### What the task asks
The expected output is a verbatim reprint of the lines from the beginning of the data that follows through the line that contains "pub struct PageSize(NonZero<usize>);".

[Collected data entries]

*** Block opens ***

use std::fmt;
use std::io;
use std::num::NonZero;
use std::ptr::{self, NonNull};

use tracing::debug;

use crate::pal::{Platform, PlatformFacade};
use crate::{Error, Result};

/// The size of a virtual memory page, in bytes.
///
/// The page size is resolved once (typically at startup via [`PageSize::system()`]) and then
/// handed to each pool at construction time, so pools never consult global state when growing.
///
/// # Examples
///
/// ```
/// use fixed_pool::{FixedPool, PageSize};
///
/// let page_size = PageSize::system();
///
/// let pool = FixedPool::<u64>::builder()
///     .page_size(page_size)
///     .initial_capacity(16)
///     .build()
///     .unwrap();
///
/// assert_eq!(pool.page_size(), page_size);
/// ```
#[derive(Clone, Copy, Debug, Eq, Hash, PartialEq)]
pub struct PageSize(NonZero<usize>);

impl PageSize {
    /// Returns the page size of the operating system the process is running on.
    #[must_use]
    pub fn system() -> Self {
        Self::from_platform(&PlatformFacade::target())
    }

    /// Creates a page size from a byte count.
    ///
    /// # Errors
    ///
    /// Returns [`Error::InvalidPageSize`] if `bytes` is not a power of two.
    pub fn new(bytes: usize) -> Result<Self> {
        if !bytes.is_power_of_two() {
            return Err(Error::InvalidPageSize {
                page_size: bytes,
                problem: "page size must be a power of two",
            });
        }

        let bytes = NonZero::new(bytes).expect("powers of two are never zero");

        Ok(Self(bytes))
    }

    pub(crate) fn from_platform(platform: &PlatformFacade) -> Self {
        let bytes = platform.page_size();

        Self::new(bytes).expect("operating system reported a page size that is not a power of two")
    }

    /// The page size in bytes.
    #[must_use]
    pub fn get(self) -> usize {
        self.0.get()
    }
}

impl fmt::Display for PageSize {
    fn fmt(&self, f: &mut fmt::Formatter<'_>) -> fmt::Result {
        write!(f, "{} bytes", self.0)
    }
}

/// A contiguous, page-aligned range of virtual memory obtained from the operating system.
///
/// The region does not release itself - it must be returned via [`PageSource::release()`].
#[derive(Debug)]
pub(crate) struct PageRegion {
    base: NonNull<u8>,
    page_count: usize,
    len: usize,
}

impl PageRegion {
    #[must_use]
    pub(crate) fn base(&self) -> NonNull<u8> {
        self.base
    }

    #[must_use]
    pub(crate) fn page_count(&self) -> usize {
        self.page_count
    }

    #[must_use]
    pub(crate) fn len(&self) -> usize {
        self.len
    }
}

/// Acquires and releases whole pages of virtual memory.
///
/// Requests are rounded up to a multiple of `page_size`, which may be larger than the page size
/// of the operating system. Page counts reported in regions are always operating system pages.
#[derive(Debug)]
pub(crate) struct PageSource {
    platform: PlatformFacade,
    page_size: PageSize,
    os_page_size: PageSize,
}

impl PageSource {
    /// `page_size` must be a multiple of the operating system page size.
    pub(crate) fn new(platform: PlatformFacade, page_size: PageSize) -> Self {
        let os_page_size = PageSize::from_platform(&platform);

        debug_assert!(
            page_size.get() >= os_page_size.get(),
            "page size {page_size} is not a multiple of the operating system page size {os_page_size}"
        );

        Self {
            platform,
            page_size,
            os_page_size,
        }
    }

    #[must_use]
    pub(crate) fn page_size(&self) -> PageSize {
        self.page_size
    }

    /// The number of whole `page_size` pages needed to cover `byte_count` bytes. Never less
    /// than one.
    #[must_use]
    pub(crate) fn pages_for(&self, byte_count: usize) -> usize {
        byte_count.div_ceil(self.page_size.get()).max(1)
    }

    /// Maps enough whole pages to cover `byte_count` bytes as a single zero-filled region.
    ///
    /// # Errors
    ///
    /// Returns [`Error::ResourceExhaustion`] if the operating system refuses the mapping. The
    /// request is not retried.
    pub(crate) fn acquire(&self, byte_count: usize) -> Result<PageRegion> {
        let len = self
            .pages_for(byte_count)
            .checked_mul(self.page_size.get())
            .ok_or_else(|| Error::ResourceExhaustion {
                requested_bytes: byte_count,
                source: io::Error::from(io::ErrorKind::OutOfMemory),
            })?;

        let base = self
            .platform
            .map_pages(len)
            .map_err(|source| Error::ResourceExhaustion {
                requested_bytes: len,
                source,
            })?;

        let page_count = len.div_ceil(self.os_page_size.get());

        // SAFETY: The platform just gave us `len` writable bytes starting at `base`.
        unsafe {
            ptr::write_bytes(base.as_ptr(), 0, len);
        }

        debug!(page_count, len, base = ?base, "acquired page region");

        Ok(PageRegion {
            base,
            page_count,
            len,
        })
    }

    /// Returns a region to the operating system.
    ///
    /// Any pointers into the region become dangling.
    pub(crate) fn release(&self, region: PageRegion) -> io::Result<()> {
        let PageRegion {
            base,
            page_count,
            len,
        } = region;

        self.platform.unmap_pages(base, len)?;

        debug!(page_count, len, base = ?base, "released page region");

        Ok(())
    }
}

*** Block closes ***

### Solution for this exercise
use std::fmt;
use std::io;
use std::num::NonZero;
use std::ptr::{self, NonNull};

use tracing::debug;

use crate::pal::{Platform, PlatformFacade};
use crate::{Error, Result};

/// The size of a virtual memory page, in bytes.
///
/// The page size is resolved once (typically at startup via [`PageSize::system()`]) and then
/// handed to each pool at construction time, so pools never consult global state when growing.
///
/// # Examples
///
/// ```
/// use fixed_pool::{FixedPool, PageSize};
///
/// let page_size = PageSize::system();
///
/// let pool = FixedPool::<u64>::builder()
///     .page_size(page_size)
///     .initial_capacity(16)
///     .build()
///     .unwrap();
///
/// assert_eq!(pool.page_size(), page_size);
/// ```
#[derive(Clone, Copy, Debug, Eq, Hash, PartialEq)]
pub struct PageSize(NonZero<usize>);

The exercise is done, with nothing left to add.